== Directions ==
Could you reproduce, exactly as written, every line from the one containing "use leptos_router::use_params_map;" through the last line of the records, and nothing else?

== Source information ==
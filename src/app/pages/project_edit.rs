use leptos::*;
use leptos_router::use_params_map;

use crate::app::backend::{find_project, ProjectId};
use crate::app::components::{project_form::ProjectForm, Spinner};
use crate::app::session::use_api;

#[component]
pub fn ProjectCreatePage() -> impl IntoView {
    view! { <ProjectForm/> }
}

/// Loads the project named in the route and hands it to the form.
#[component]
pub fn ProjectEditPage() -> impl IntoView {
    let api = use_api();
    let params = use_params_map();
    let id = move || params.with(|p| p.get("id").cloned().unwrap_or_default());

    let project = create_local_resource(id, move |id| async move {
        if id.is_empty() {
            return None;
        }
        match find_project(api.token(), ProjectId::new(id)).await {
            Ok(project) => Some(project),
            Err(err) => {
                api.report(err);
                None
            }
        }
    });

    view! {
        <Suspense fallback=|| view! { <Spinner label="Loading project..."/> }>
            {move || project.get().map(|found| match found {
                Some(project) => view! { <ProjectForm initial=project/> }.into_view(),
                None => view! { <p class="empty">"Project not found"</p> }.into_view(),
            })}
        </Suspense>
    }
}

== Task solution ==
use leptos_router::use_params_map;

use crate::app::backend::{find_project, ProjectId};
use crate::app::components::{project_form::ProjectForm, Spinner};
use crate::app::session::use_api;

#[component]
pub fn ProjectCreatePage() -> impl IntoView {
    view! { <ProjectForm/> }
}

/// Loads the project named in the route and hands it to the form.
#[component]
pub fn ProjectEditPage() -> impl IntoView {
    let api = use_api();
    let params = use_params_map();
    let id = move || params.with(|p| p.get("id").cloned().unwrap_or_default());

    let project = create_local_resource(id, move |id| async move {
        if id.is_empty() {
            return None;
        }
        match find_project(api.token(), ProjectId::new(id)).await {
            Ok(project) => Some(project),
            Err(err) => {
                api.report(err);
                None
            }
        }
    });

    view! {
        <Suspense fallback=|| view! { <Spinner label="Loading project..."/> }>
            {move || project.get().map(|found| match found {
                Some(project) => view! { <ProjectForm initial=project/> }.into_view(),
                None => view! { <p class="empty">"Project not found"</p> }.into_view(),
            })}
        </Suspense>
    }
}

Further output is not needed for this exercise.